Try it » When you copy the material, keep each line exactly as it appears.

Data to use »
◆ ◆ ◆

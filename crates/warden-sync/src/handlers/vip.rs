//! VIP-family command handlers
//!
//! Every VIP command resolves to the same action: a full reconcile pass
//! against the live roster. The typed command only says why.

use tracing::debug;

use crate::commands::VipCommand;
use crate::context::SyncContext;
use crate::error::SyncResult;
use crate::reconcile::VipReconciler;

/// Handler for VIP-family commands on one controller
pub struct VipCommandHandler<'a> {
    ctx: &'a SyncContext,
}

impl<'a> VipCommandHandler<'a> {
    /// Create a new handler
    #[must_use]
    pub fn new(ctx: &'a SyncContext) -> Self {
        Self { ctx }
    }

    /// Dispatch one command: all variants trigger a reconcile.
    pub async fn handle(&self, command: VipCommand) -> SyncResult<()> {
        debug!(command = command.name(), "Reconciling VIP roster");

        match command {
            VipCommand::SyncGameServer
            | VipCommand::InactivateExpired
            | VipCommand::EditList
            | VipCommand::DeleteList
            | VipCommand::CreateRecord
            | VipCommand::EditRecord
            | VipCommand::DeleteRecord
            | VipCommand::RevokeVip => {
                VipReconciler::new(self.ctx).reconcile().await?;
            }
        }

        Ok(())
    }
}
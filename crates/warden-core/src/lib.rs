//! # warden-core
//!
//! Domain layer containing list/record entities, value objects, the priority
//! resolver, and the ports (repository and game-client traits) the rest of the
//! workspace implements. This crate has zero dependencies on infrastructure
//! (database, Redis, game-server protocol).

pub mod ban_state;
pub mod entities;
pub mod error;
pub mod priority;
pub mod snapshot;
pub mod traits;
pub mod value_objects;

// Re-export commonly used types at crate root
pub use ban_state::BanState;
pub use entities::{
    BanList, BanRecord, BanSyncMethod, NewBanList, NewBanRecord, NewVipList, NewVipRecord,
    VipList, VipRecord, VipSyncMethod, DEFAULT_LIST_ID,
};
pub use error::DomainError;
pub use priority::{higher, outranks, top_record, RecordPriority};
pub use snapshot::RecordSnapshot;
pub use traits::{
    BanListStore, GameClient, GameClientError, GameResult, Page, RecordSearch, RepoResult,
    VipEntry, VipListStore,
};
pub use value_objects::{notify_mask, ServerMask};
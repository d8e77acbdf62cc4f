//! Controller wiring
//!
//! Builds the pools, repositories, game client, and context, then runs the
//! dispatch loops and the expiry sweeper for the process lifetime.

use std::sync::Arc;
use std::time::Duration;
use tracing::info;

use warden_bus::{Publisher, RedisPool, Subscriber, SubscriberConfig, BAN_CHANNEL, VIP_CHANNEL};
use warden_common::AppConfig;
use warden_db::{PgBanListStore, PgVipListStore};
use warden_rcon::{CachedGameClient, RconClient, RconClientConfig};
use warden_sync::{spawn_dispatch_loops, ExpirySweeper, SyncContextBuilder};

/// Run the controller until process shutdown.
pub async fn run(config: AppConfig) -> anyhow::Result<()> {
    let pool = warden_db::create_pool_from_config(&config.database).await?;
    warden_db::MIGRATOR.run(&pool).await?;
    info!("Database ready");

    let redis_pool = RedisPool::from_config(&config.redis)?;
    redis_pool.health_check().await?;
    let publisher = Publisher::new(redis_pool);

    let rcon = RconClient::new(RconClientConfig::from(&config.rcon));
    let game = CachedGameClient::new(
        rcon,
        Duration::from_secs(config.rcon.online_cache_ttl_secs),
    );

    let ctx = Arc::new(
        SyncContextBuilder::new()
            .server_number(config.controller.server_number)
            .ban_store(Arc::new(PgBanListStore::new(pool.clone())))
            .vip_store(Arc::new(PgVipListStore::new(pool)))
            .game(Arc::new(game))
            .bus(Arc::new(publisher))
            .build()?,
    );

    let subscriber = Subscriber::spawn(SubscriberConfig {
        redis_url: config.redis.url.clone(),
        channels: vec![BAN_CHANNEL.to_string(), VIP_CHANNEL.to_string()],
        ..SubscriberConfig::default()
    });

    let _loops = spawn_dispatch_loops(ctx.clone(), &subscriber);
    let _sweeper =
        ExpirySweeper::new(ctx, Duration::from_secs(config.sweeper.interval_secs)).start();

    info!(
        server_number = config.controller.server_number,
        "Controller running; press Ctrl-C to stop"
    );

    tokio::signal::ctrl_c().await?;
    info!("Shutting down");

    Ok(())
}
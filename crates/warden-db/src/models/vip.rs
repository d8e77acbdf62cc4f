//! VIP family row models

use chrono::{DateTime, Utc};
use sqlx::FromRow;

use warden_core::{DomainError, VipList, VipRecord};

use super::{mask_from_column, mask_to_column};

/// Database model for the `vip_lists` table
#[derive(Debug, Clone, FromRow)]
pub struct VipListModel {
    pub id: i32,
    pub name: String,
    pub sync_method: String,
    pub server_mask: Option<i64>,
}

impl TryFrom<VipListModel> for VipList {
    type Error = DomainError;

    fn try_from(model: VipListModel) -> Result<Self, Self::Error> {
        Ok(VipList {
            id: model.id,
            name: model.name,
            sync_method: model.sync_method.parse()?,
            servers: mask_from_column(model.server_mask),
        })
    }
}

impl VipListModel {
    /// Column representation of a list's mask.
    #[must_use]
    pub fn mask_column(list: &VipList) -> Option<i64> {
        mask_to_column(list.servers)
    }
}

/// Database model for the `vip_records` table
#[derive(Debug, Clone, FromRow)]
pub struct VipRecordModel {
    pub id: i64,
    pub list_id: i32,
    pub player_id: String,
    pub player_name: String,
    pub admin_name: String,
    pub description: Option<String>,
    pub notes: Option<String>,
    pub active: bool,
    pub created_at: DateTime<Utc>,
    pub expires_at: Option<DateTime<Utc>>,
}

impl From<VipRecordModel> for VipRecord {
    fn from(model: VipRecordModel) -> Self {
        VipRecord {
            id: model.id,
            list_id: model.list_id,
            player_id: model.player_id,
            player_name: model.player_name,
            admin_name: model.admin_name,
            description: model.description,
            notes: model.notes,
            active: model.active,
            created_at: model.created_at,
            expires_at: model.expires_at,
        }
    }
}

/// Joined row: a VIP record together with its owning list.
#[derive(Debug, Clone, FromRow)]
pub struct VipRecordWithListModel {
    pub id: i64,
    pub list_id: i32,
    pub player_id: String,
    pub player_name: String,
    pub admin_name: String,
    pub description: Option<String>,
    pub notes: Option<String>,
    pub active: bool,
    pub created_at: DateTime<Utc>,
    pub expires_at: Option<DateTime<Utc>>,
    pub list_name: String,
    pub sync_method: String,
    pub server_mask: Option<i64>,
}

impl TryFrom<VipRecordWithListModel> for (VipRecord, VipList) {
    type Error = DomainError;

    fn try_from(model: VipRecordWithListModel) -> Result<Self, Self::Error> {
        let list = VipList {
            id: model.list_id,
            name: model.list_name,
            sync_method: model.sync_method.parse()?,
            servers: mask_from_column(model.server_mask),
        };
        let record = VipRecord {
            id: model.id,
            list_id: model.list_id,
            player_id: model.player_id,
            player_name: model.player_name,
            admin_name: model.admin_name,
            description: model.description,
            notes: model.notes,
            active: model.active,
            created_at: model.created_at,
            expires_at: model.expires_at,
        };
        Ok((record, list))
    }
}
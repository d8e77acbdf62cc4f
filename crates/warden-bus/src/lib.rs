//! # warden-bus
//!
//! The command bus: Redis pub/sub plumbing and the fixed-header wire codec
//! used to fan list mutations out to every controller in a deployment.

pub mod channels;
pub mod codec;
pub mod pool;
pub mod publisher;
pub mod subscriber;

pub use channels::{SyncChannel, BAN_CHANNEL, VIP_CHANNEL};
pub use codec::{CodecError, Frame, HEADER_LEN};
pub use pool::{create_shared_pool, RedisPool, RedisPoolConfig, RedisPoolError, SharedRedisPool};
pub use publisher::Publisher;
pub use subscriber::{
    ReceivedMessage, Subscriber, SubscriberConfig, SubscriberError, SubscriberResult,
};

◆ ◆ ◆

Solved problem »
filename crates/warden-sync/src/handlers/vip.rs
//! VIP-family command handlers
//!
//! Every VIP command resolves to the same action: a full reconcile pass
//! against the live roster. The typed command only says why.

use tracing::debug;

use crate::commands::VipCommand;
use crate::context::SyncContext;
use crate::error::SyncResult;
use crate::reconcile::VipReconciler;

/// Handler for VIP-family commands on one controller
pub struct VipCommandHandler<'a> {
    ctx: &'a SyncContext,
}

impl<'a> VipCommandHandler<'a> {
    /// Create a new handler
    #[must_use]
    pub fn new(ctx: &'a SyncContext) -> Self {
        Self { ctx }
    }

    /// Dispatch one command: all variants trigger a reconcile.
    pub async fn handle(&self, command: VipCommand) -> SyncResult<()> {
        debug!(command = command.name(), "Reconciling VIP roster");

        match command {
            VipCommand::SyncGameServer
            | VipCommand::InactivateExpired
            | VipCommand::EditList
            | VipCommand::DeleteList
            | VipCommand::CreateRecord
            | VipCommand::EditRecord
            | VipCommand::DeleteRecord
            | VipCommand::RevokeVip => {
                VipReconciler::new(self.ctx).reconcile().await?;
            }
        }

        Ok(())
    }
}
filename crates/warden-core/src/lib.rs
//! # warden-core
//!
//! Domain layer containing list/record entities, value objects, the priority
//! resolver, and the ports (repository and game-client traits) the rest of the
//! workspace implements. This crate has zero dependencies on infrastructure
//! (database, Redis, game-server protocol).

pub mod ban_state;
pub mod entities;
pub mod error;
pub mod priority;
pub mod snapshot;
pub mod traits;
pub mod value_objects;

// Re-export commonly used types at crate root
pub use ban_state::BanState;
pub use entities::{
    BanList, BanRecord, BanSyncMethod, NewBanList, NewBanRecord, NewVipList, NewVipRecord,
    VipList, VipRecord, VipSyncMethod, DEFAULT_LIST_ID,
};
pub use error::DomainError;
pub use priority::{higher, outranks, top_record, RecordPriority};
pub use snapshot::RecordSnapshot;
pub use traits::{
    BanListStore, GameClient, GameClientError, GameResult, Page, RecordSearch, RepoResult,
    VipEntry, VipListStore,
};
pub use value_objects::{notify_mask, ServerMask};
repository d8e77acbdf62cc4f
//! Controller wiring
//!
//! Builds the pools, repositories, game client, and context, then runs the
//! dispatch loops and the expiry sweeper for the process lifetime.

use std::sync::Arc;
use std::time::Duration;
use tracing::info;

use warden_bus::{Publisher, RedisPool, Subscriber, SubscriberConfig, BAN_CHANNEL, VIP_CHANNEL};
use warden_common::AppConfig;
use warden_db::{PgBanListStore, PgVipListStore};
use warden_rcon::{CachedGameClient, RconClient, RconClientConfig};
use warden_sync::{spawn_dispatch_loops, ExpirySweeper, SyncContextBuilder};

/// Run the controller until process shutdown.
pub async fn run(config: AppConfig) -> anyhow::Result<()> {
    let pool = warden_db::create_pool_from_config(&config.database).await?;
    warden_db::MIGRATOR.run(&pool).await?;
    info!("Database ready");

    let redis_pool = RedisPool::from_config(&config.redis)?;
    redis_pool.health_check().await?;
    let publisher = Publisher::new(redis_pool);

    let rcon = RconClient::new(RconClientConfig::from(&config.rcon));
    let game = CachedGameClient::new(
        rcon,
        Duration::from_secs(config.rcon.online_cache_ttl_secs),
    );

    let ctx = Arc::new(
        SyncContextBuilder::new()
            .server_number(config.controller.server_number)
            .ban_store(Arc::new(PgBanListStore::new(pool.clone())))
            .vip_store(Arc::new(PgVipListStore::new(pool)))
            .game(Arc::new(game))
            .bus(Arc::new(publisher))
            .build()?,
    );

    let subscriber = Subscriber::spawn(SubscriberConfig {
        redis_url: config.redis.url.clone(),
        channels: vec![BAN_CHANNEL.to_string(), VIP_CHANNEL.to_string()],
        ..SubscriberConfig::default()
    });

    let _loops = spawn_dispatch_loops(ctx.clone(), &subscriber);
    let _sweeper =
        ExpirySweeper::new(ctx, Duration::from_secs(config.sweeper.interval_secs)).start();

    info!(
        server_number = config.controller.server_number,
        "Controller running; press Ctrl-C to stop"
    );

    tokio::signal::ctrl_c().await?;
    info!("Shutting down");

    Ok(())
}
filename crates/warden-db/src/models/vip.rs
repository d8e77acbdf62cc4f
//! VIP family row models

use chrono::{DateTime, Utc};
use sqlx::FromRow;

use warden_core::{DomainError, VipList, VipRecord};

use super::{mask_from_column, mask_to_column};

/// Database model for the `vip_lists` table
#[derive(Debug, Clone, FromRow)]
pub struct VipListModel {
    pub id: i32,
    pub name: String,
    pub sync_method: String,
    pub server_mask: Option<i64>,
}

impl TryFrom<VipListModel> for VipList {
    type Error = DomainError;

    fn try_from(model: VipListModel) -> Result<Self, Self::Error> {
        Ok(VipList {
            id: model.id,
            name: model.name,
            sync_method: model.sync_method.parse()?,
            servers: mask_from_column(model.server_mask),
        })
    }
}

impl VipListModel {
    /// Column representation of a list's mask.
    #[must_use]
    pub fn mask_column(list: &VipList) -> Option<i64> {
        mask_to_column(list.servers)
    }
}

/// Database model for the `vip_records` table
#[derive(Debug, Clone, FromRow)]
pub struct VipRecordModel {
    pub id: i64,
    pub list_id: i32,
    pub player_id: String,
    pub player_name: String,
    pub admin_name: String,
    pub description: Option<String>,
    pub notes: Option<String>,
    pub active: bool,
    pub created_at: DateTime<Utc>,
    pub expires_at: Option<DateTime<Utc>>,
}

impl From<VipRecordModel> for VipRecord {
    fn from(model: VipRecordModel) -> Self {
        VipRecord {
            id: model.id,
            list_id: model.list_id,
            player_id: model.player_id,
            player_name: model.player_name,
            admin_name: model.admin_name,
            description: model.description,
            notes: model.notes,
            active: model.active,
            created_at: model.created_at,
            expires_at: model.expires_at,
        }
    }
}

/// Joined row: a VIP record together with its owning list.
#[derive(Debug, Clone, FromRow)]
pub struct VipRecordWithListModel {
    pub id: i64,
    pub list_id: i32,
    pub player_id: String,
    pub player_name: String,
    pub admin_name: String,
    pub description: Option<String>,
    pub notes: Option<String>,
    pub active: bool,
    pub created_at: DateTime<Utc>,
    pub expires_at: Option<DateTime<Utc>>,
    pub list_name: String,
    pub sync_method: String,
    pub server_mask: Option<i64>,
}

impl TryFrom<VipRecordWithListModel> for (VipRecord, VipList) {
    type Error = DomainError;

    fn try_from(model: VipRecordWithListModel) -> Result<Self, Self::Error> {
        let list = VipList {
            id: model.list_id,
            name: model.list_name,
            sync_method: model.sync_method.parse()?,
            servers: mask_from_column(model.server_mask),
        };
        let record = VipRecord {
            id: model.id,
            list_id: model.list_id,
            player_id: model.player_id,
            player_name: model.player_name,
            admin_name: model.admin_name,
            description: model.description,
            notes: model.notes,
            active: model.active,
            created_at: model.created_at,
            expires_at: model.expires_at,
        };
        Ok((record, list))
    }
}
repository d8e77acbdf62cc4f
filename crates/warden-bus/src/lib.rs
//! # warden-bus
//!
//! The command bus: Redis pub/sub plumbing and the fixed-header wire codec
//! used to fan list mutations out to every controller in a deployment.

pub mod channels;
pub mod codec;
pub mod pool;
pub mod publisher;
pub mod subscriber;

pub use channels::{SyncChannel, BAN_CHANNEL, VIP_CHANNEL};
pub use codec::{CodecError, Frame, HEADER_LEN};
pub use pool::{create_shared_pool, RedisPool, RedisPoolConfig, RedisPoolError, SharedRedisPool};
pub use publisher::Publisher;
pub use subscriber::{
    ReceivedMessage, Subscriber, SubscriberConfig, SubscriberError, SubscriberResult,
};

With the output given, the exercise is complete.